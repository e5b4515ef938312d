use std::fmt;

use crate::config::Config;
use crate::process_matcher::ProcessQueryError;
use crate::run::RunSummary;
use crate::window_minimizer::{ShowState, WindowHandle, WindowQueryError};

/// How loudly an event should be reported by a sink.
#[derive(Debug, Clone, Copy, PartialEq, Eq)]
pub enum Severity {
    /// Progress and outcomes of a pass. Always reported.
    Info,
    /// A single process or window could not be handled and was skipped.
    Diagnostic,
    /// Expected noise (protected system processes, per-window state reads).
    /// Only reported when `debug = true`.
    Verbose,
}

/// Semantic events produced while minimizing windows.
///
/// The core never formats or writes these itself; they are handed to an
/// [`EventSink`](crate::logging::EventSink).
#[derive(Debug, Clone, PartialEq)]
pub enum RunEvent {
    RunStarted { targets: usize },
    CheckingTarget { target: String },
    /// No running process has an image path matching the target.
    NoProcessFound { target: String },
    /// A process was left out of matching because its image path was unreadable.
    ProcessSkipped { pid: u32, reason: ProcessQueryError },
    ProcessingPid { pid: u32 },
    /// The window's show-state was read before deciding what to do with it.
    WindowInspected { pid: u32, window: WindowHandle, state: ShowState },
    WindowMinimized { pid: u32, window: WindowHandle },
    AlreadyMinimized { pid: u32, window: WindowHandle },
    WindowSkipped { pid: u32, window: WindowHandle, reason: WindowQueryError },
    /// The owning process of a window could not be resolved, so it could not
    /// be attributed to any pid.
    WindowOwnerUnknown { window: WindowHandle, reason: WindowQueryError },
    /// The process owns no top-level window (e.g. a console or background process).
    NoWindowFound { pid: u32 },
    RunFinished { summary: RunSummary },
}

impl RunEvent {
    pub fn severity(&self) -> Severity {
        match self {
            RunEvent::ProcessSkipped { reason, .. } => match reason {
                ProcessQueryError::Os { .. } => Severity::Diagnostic,
                ProcessQueryError::AccessDenied
                | ProcessQueryError::Exited
                | ProcessQueryError::Unavailable => Severity::Verbose,
            },
            RunEvent::WindowSkipped { .. } | RunEvent::WindowOwnerUnknown { .. } => {
                Severity::Diagnostic
            }
            RunEvent::WindowInspected { .. } => Severity::Verbose,
            _ => Severity::Info,
        }
    }

    /// Stable identifier attached to every log line as the `event` field.
    pub fn kind(&self) -> &'static str {
        match self {
            RunEvent::RunStarted { .. } => "run_started",
            RunEvent::CheckingTarget { .. } => "checking_target",
            RunEvent::NoProcessFound { .. } => "no_process_found",
            RunEvent::ProcessSkipped { .. } => "process_skipped",
            RunEvent::ProcessingPid { .. } => "processing_pid",
            RunEvent::WindowInspected { .. } => "window_inspected",
            RunEvent::WindowMinimized { .. } => "window_minimized",
            RunEvent::AlreadyMinimized { .. } => "already_minimized",
            RunEvent::WindowSkipped { .. } => "window_skipped",
            RunEvent::WindowOwnerUnknown { .. } => "window_owner_unknown",
            RunEvent::NoWindowFound { .. } => "no_window_found",
            RunEvent::RunFinished { .. } => "run_finished",
        }
    }
}

impl fmt::Display for RunEvent {
    fn fmt(&self, f: &mut fmt::Formatter<'_>) -> fmt::Result {
        match self {
            RunEvent::RunStarted { targets } => write!(f, "=== Run started ({targets} targets) ==="),
            RunEvent::CheckingTarget { target } => write!(f, "Checking: {target}"),
            RunEvent::NoProcessFound { target } => write!(f, "  -> No process found for {target}"),
            RunEvent::ProcessSkipped { pid, reason } => {
                write!(f, "  -> Skipped PID {pid}: {reason}")
            }
            RunEvent::ProcessingPid { pid } => write!(f, "  -> Processing PID {pid}"),
            RunEvent::WindowInspected { window, state, .. } => {
                write!(f, "    -> Window {window} is {state}")
            }
            RunEvent::WindowMinimized { window, .. } => write!(f, "    -> Minimized: {window}"),
            RunEvent::AlreadyMinimized { window, .. } => {
                write!(f, "    -> Already minimized: {window}")
            }
            RunEvent::WindowSkipped { window, reason, .. } => {
                write!(f, "    -> Skipped window {window}: {reason}")
            }
            RunEvent::WindowOwnerUnknown { window, reason } => {
                write!(f, "    -> Owner of window {window} unknown: {reason}")
            }
            RunEvent::NoWindowFound { pid } => write!(f, "    -> No window found for PID {pid}"),
            RunEvent::RunFinished { summary } => write!(f, "=== Run finished: {summary} ==="),
        }
    }
}

/// Messages delivered to the repeat-mode loop between passes.
pub enum ControlEvent {
    /// The config file changed on disk and was successfully re-parsed.
    ConfigReloaded(Config),
    /// Ctrl+C received; stop after the current pass.
    Shutdown,
}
▬▬▬
When you reach the line containing "matching the target." in the data above, start copying exactly, and stop after the line containing "to any pid.".

Solved problem>
    /// No running process has an image path matching the target.
    NoProcessFound { target: String },
    /// A process was left out of matching because its image path was unreadable.
    ProcessSkipped { pid: u32, reason: ProcessQueryError },
    ProcessingPid { pid: u32 },
    /// The window's show-state was read before deciding what to do with it.
    WindowInspected { pid: u32, window: WindowHandle, state: ShowState },
    WindowMinimized { pid: u32, window: WindowHandle },
    AlreadyMinimized { pid: u32, window: WindowHandle },
    WindowSkipped { pid: u32, window: WindowHandle, reason: WindowQueryError },
    /// The owning process of a window could not be resolved, so it could not
    /// be attributed to any pid.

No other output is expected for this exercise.